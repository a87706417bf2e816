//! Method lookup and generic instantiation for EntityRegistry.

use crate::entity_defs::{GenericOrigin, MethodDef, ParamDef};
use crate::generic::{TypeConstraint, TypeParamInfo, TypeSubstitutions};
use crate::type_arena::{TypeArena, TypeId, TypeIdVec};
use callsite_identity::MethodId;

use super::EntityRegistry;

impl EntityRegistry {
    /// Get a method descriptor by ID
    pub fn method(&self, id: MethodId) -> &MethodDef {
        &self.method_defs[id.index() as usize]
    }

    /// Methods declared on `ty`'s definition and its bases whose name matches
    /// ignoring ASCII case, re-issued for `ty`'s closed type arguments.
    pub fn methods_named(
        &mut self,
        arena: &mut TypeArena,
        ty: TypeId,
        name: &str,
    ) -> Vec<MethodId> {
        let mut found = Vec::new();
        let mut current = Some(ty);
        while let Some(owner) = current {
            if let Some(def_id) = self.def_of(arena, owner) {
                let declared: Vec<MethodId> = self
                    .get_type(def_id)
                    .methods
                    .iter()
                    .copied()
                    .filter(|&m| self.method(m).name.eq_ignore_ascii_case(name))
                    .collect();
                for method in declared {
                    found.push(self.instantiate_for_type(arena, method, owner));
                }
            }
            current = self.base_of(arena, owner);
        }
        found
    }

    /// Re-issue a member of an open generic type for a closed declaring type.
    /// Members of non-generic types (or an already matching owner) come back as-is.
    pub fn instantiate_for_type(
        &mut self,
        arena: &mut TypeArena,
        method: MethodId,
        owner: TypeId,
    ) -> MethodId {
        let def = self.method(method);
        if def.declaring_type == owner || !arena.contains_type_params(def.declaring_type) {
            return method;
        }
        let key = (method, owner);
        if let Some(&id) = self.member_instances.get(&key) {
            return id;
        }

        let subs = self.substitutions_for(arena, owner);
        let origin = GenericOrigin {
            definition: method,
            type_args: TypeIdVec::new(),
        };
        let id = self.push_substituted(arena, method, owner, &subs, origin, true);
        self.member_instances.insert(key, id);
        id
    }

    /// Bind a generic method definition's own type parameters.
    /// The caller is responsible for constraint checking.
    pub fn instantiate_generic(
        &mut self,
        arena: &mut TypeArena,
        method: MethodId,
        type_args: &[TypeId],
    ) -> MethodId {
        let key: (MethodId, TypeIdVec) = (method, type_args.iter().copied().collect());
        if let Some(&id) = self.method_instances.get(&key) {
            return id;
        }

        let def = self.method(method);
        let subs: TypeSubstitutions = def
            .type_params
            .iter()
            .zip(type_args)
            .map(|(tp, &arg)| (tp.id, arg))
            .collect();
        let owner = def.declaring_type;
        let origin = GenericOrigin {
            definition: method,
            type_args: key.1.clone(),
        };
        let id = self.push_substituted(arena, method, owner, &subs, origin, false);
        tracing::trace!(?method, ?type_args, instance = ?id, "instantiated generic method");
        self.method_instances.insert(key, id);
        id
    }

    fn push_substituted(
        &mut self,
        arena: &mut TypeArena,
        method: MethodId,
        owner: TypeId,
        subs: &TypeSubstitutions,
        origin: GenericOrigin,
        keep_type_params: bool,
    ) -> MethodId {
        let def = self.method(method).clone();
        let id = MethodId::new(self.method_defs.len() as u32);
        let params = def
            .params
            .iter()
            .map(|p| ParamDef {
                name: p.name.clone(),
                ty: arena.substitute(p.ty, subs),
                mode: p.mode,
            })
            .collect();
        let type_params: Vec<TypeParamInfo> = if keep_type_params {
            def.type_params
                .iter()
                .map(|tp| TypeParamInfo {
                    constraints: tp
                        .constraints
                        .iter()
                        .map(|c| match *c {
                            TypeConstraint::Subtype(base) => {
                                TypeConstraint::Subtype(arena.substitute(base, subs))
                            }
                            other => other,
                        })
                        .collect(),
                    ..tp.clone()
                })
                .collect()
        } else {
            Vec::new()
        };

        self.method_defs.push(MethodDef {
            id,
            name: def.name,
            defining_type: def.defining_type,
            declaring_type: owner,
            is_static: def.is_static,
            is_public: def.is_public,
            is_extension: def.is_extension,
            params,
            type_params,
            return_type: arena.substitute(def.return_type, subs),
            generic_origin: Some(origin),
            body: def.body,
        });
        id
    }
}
#####
> [DESCRIPTION OF THE TASK]: Filter the records above and copy every line that contains the word "TypeIdVec".

> [ANSWER TO THIS PROBLEM]:
use crate::type_arena::{TypeArena, TypeId, TypeIdVec};
            type_args: TypeIdVec::new(),
        let key: (MethodId, TypeIdVec) = (method, type_args.iter().copied().collect());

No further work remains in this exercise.